### Exercise details
A stretch of the entries below is to be set down exactly, running from the line with "Displacement tuning constants." through the line with "pub const KICK_VELOCITY_BIAS: f32 = 0.005;", both included, and no other line.

(Items from a data source)
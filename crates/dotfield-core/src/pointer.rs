use crate::constants::FIRST_SAMPLE_DT_MS;
use glam::Vec2;

/// Last known pointer sample, mutated in place on every move event.
///
/// `pos` is canvas-relative (the space the proximity test runs in); velocity
/// is estimated from consecutive client-space samples and clamped so `speed`
/// never exceeds the configured maximum.
#[derive(Clone, Copy, Debug, Default)]
pub struct PointerState {
    pub pos: Vec2,
    pub vel: Vec2,
    pub speed: f32,
    last_sample_ms: Option<f64>,
    last_client: Vec2,
}

impl PointerState {
    /// Fold a new sample into the state. `now_ms` is wall-clock milliseconds
    /// from any monotonic source; only deltas between samples are used.
    pub fn sample(&mut self, canvas_pos: Vec2, client_pos: Vec2, now_ms: f64, max_speed: f32) {
        let dt_ms = match self.last_sample_ms {
            Some(last) => (now_ms - last) as f32,
            None => FIRST_SAMPLE_DT_MS,
        };
        // Duplicate timestamps must not blow up the velocity estimate
        let dt_ms = dt_ms.max(1.0e-3);

        let mut vel = (client_pos - self.last_client) / dt_ms * 1000.0;
        let mut speed = vel.length();
        if speed > max_speed {
            vel *= max_speed / speed;
            speed = max_speed;
        }

        self.last_sample_ms = Some(now_ms);
        self.last_client = client_pos;
        self.pos = canvas_pos;
        self.vel = vel;
        self.speed = speed;
    }
}
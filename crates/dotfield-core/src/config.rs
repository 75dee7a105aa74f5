use crate::color::Rgb;

/// Immutable per-instance settings for a dot field.
///
/// Supplied at construction and never mutated afterwards; the `Default` impl
/// encodes the canonical tuning for the site background.
#[derive(Clone, Debug)]
pub struct FieldConfig {
    /// Diameter of each rendered dot (CSS px).
    pub dot_size: f32,
    /// Spacing between adjacent dot edges (CSS px).
    pub gap: f32,
    /// Resting fill color.
    pub base_color: Rgb,
    /// Fill color directly under the pointer.
    pub active_color: Rgb,
    /// Radius within which color interpolates and motion kicks are checked.
    pub proximity: f32,
    /// Minimum pointer speed (px/s) for a motion kick.
    pub speed_trigger: f32,
    /// Radius affected by a click/tap shock.
    pub shock_radius: f32,
    /// Multiplier on shock displacement magnitude.
    pub shock_strength: f32,
    /// Clamp on the estimated pointer speed (px/s).
    pub max_speed: f32,
    /// Divisor turning displacement magnitude into tween duration.
    pub resistance: f32,
    /// Elastic return-to-rest duration (seconds).
    pub return_duration: f32,
}

impl Default for FieldConfig {
    fn default() -> Self {
        Self {
            dot_size: 6.0,
            gap: 12.0,
            base_color: Rgb::from_hex_or_black("#200e56"),
            active_color: Rgb::from_hex_or_black("#ff0fff"),
            proximity: 120.0,
            speed_trigger: 100.0,
            shock_radius: 250.0,
            shock_strength: 5.0,
            max_speed: 5000.0,
            resistance: 750.0,
            return_duration: 1.5,
        }
    }
}
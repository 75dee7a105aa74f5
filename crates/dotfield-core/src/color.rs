use thiserror::Error;

#[derive(Debug, Clone, PartialEq, Eq, Error)]
pub enum ColorParseError {
    #[error("expected a 6-digit hex color, got {0:?}")]
    BadFormat(String),
}

/// 8-bit sRGB color used for dot fills.
#[derive(Clone, Copy, Debug, Default, PartialEq, Eq)]
pub struct Rgb {
    pub r: u8,
    pub g: u8,
    pub b: u8,
}

impl Rgb {
    pub const BLACK: Rgb = Rgb { r: 0, g: 0, b: 0 };

    /// Parse `"#rrggbb"` (the leading `#` is optional).
    pub fn from_hex(hex: &str) -> Result<Rgb, ColorParseError> {
        let digits = hex.strip_prefix('#').unwrap_or(hex);
        if digits.len() != 6 || !digits.bytes().all(|b| b.is_ascii_hexdigit()) {
            return Err(ColorParseError::BadFormat(hex.to_string()));
        }
        let channel = |range| {
            u8::from_str_radix(&digits[range], 16)
                .map_err(|_| ColorParseError::BadFormat(hex.to_string()))
        };
        Ok(Rgb {
            r: channel(0..2)?,
            g: channel(2..4)?,
            b: channel(4..6)?,
        })
    }

    /// Parse a hex color, falling back to black on malformed input.
    pub fn from_hex_or_black(hex: &str) -> Rgb {
        match Rgb::from_hex(hex) {
            Ok(rgb) => rgb,
            Err(e) => {
                log::warn!("[color] {e}; using black");
                Rgb::BLACK
            }
        }
    }

    /// Per-channel linear interpolation toward `other`, rounded to the
    /// nearest integer channel value. `t` is clamped to [0, 1].
    pub fn lerp(self, other: Rgb, t: f32) -> Rgb {
        let t = t.clamp(0.0, 1.0);
        let mix = |a: u8, b: u8| (a as f32 + (b as f32 - a as f32) * t).round() as u8;
        Rgb {
            r: mix(self.r, other.r),
            g: mix(self.g, other.g),
            b: mix(self.b, other.b),
        }
    }

    /// CSS fill-style form, e.g. `rgb(32,14,86)`.
    pub fn css(&self) -> String {
        format!("rgb({},{},{})", self.r, self.g, self.b)
    }
}
// Host-side tests for hex color parsing and interpolation.

use dotfield_core::color::Rgb;

#[test]
fn parses_hex_with_and_without_hash() {
    let expected = Rgb { r: 0x20, g: 0x0e, b: 0x56 };
    assert_eq!(Rgb::from_hex("#200e56").unwrap(), expected);
    assert_eq!(Rgb::from_hex("200e56").unwrap(), expected);
    assert_eq!(Rgb::from_hex("#FF0FFF").unwrap(), Rgb { r: 255, g: 15, b: 255 });
}

#[test]
fn malformed_hex_falls_back_to_black() {
    assert!(Rgb::from_hex("#zz0fff").is_err());
    assert!(Rgb::from_hex("#fff").is_err());
    assert!(Rgb::from_hex("").is_err());
    assert_eq!(Rgb::from_hex_or_black("not a color"), Rgb::BLACK);
    assert_eq!(Rgb::from_hex_or_black("#12345"), Rgb::BLACK);
}

#[test]
fn lerp_endpoints_are_exact() {
    let base = Rgb::from_hex("#200e56").unwrap();
    let active = Rgb::from_hex("#ff0fff").unwrap();
    assert_eq!(base.lerp(active, 0.0), base);
    assert_eq!(base.lerp(active, 1.0), active);
    // t outside [0,1] clamps to the endpoints
    assert_eq!(base.lerp(active, -2.0), base);
    assert_eq!(base.lerp(active, 3.0), active);
}

#[test]
fn lerp_midpoint_rounds_per_channel() {
    let base = Rgb { r: 32, g: 14, b: 86 };
    let active = Rgb { r: 255, g: 15, b: 255 };
    let mid = base.lerp(active, 0.5);
    assert_eq!(mid, Rgb { r: 144, g: 15, b: 171 });
}

#[test]
fn css_form_matches_canvas_fill_syntax() {
    assert_eq!(Rgb { r: 32, g: 14, b: 86 }.css(), "rgb(32,14,86)");
    assert_eq!(Rgb::BLACK.css(), "rgb(0,0,0)");
}
pub mod color;
pub mod config;
pub mod constants;
pub mod field;
pub mod grid;
pub mod pointer;
pub mod tween;

pub use color::*;
pub use config::*;
pub use constants::*;
pub use field::*;
pub use grid::*;
pub use pointer::*;
pub use tween::*;
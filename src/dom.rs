use glam::Vec2;
use web_sys as web;

/// Resize the canvas backing store to the container's CSS size times the
/// device pixel ratio, and scale the 2D context so all painting happens in
/// CSS pixel coordinates regardless of backing density. Returns the CSS size.
pub fn sync_canvas_backing_size(
    container: &web::Element,
    canvas: &web::HtmlCanvasElement,
    ctx: &web::CanvasRenderingContext2d,
) -> Vec2 {
    let rect = container.get_bounding_client_rect();
    let (width, height) = (rect.width(), rect.height());
    let dpr = web::window().map(|w| w.device_pixel_ratio()).unwrap_or(1.0);

    canvas.set_width(((width * dpr) as u32).max(1));
    canvas.set_height(((height * dpr) as u32).max(1));

    // Absolute transform so repeated resizes don't stack the scale
    let _ = ctx.set_transform(dpr, 0.0, 0.0, dpr, 0.0, 0.0);

    Vec2::new(width as f32, height as f32)
}
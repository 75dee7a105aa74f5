/// Displacement tuning constants.
///
/// These express intended behavior (duration clamps, velocity weighting) and
/// keep magic numbers out of the trigger logic.
// Fraction of pointer velocity mixed into a motion kick's push direction
pub const KICK_VELOCITY_BIAS: f32 = 0.005;

// Motion-kick duration bounds (seconds); raw duration is |target| / resistance
pub const KICK_DURATION_MIN: f32 = 0.18;
pub const KICK_DURATION_MAX: f32 = 0.8;

// Shock (click/tap) duration bounds (seconds)
pub const SHOCK_DURATION_MIN: f32 = 0.2;
pub const SHOCK_DURATION_MAX: f32 = 0.9;

// Assumed frame delta for the very first pointer sample (milliseconds),
// so a stale origin never produces a huge initial velocity spike
pub const FIRST_SAMPLE_DT_MS: f32 = 16.0;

### Expected output
/// Displacement tuning constants.
///
/// These express intended behavior (duration clamps, velocity weighting) and
/// keep magic numbers out of the trigger logic.
// Fraction of pointer velocity mixed into a motion kick's push direction
pub const KICK_VELOCITY_BIAS: f32 = 0.005;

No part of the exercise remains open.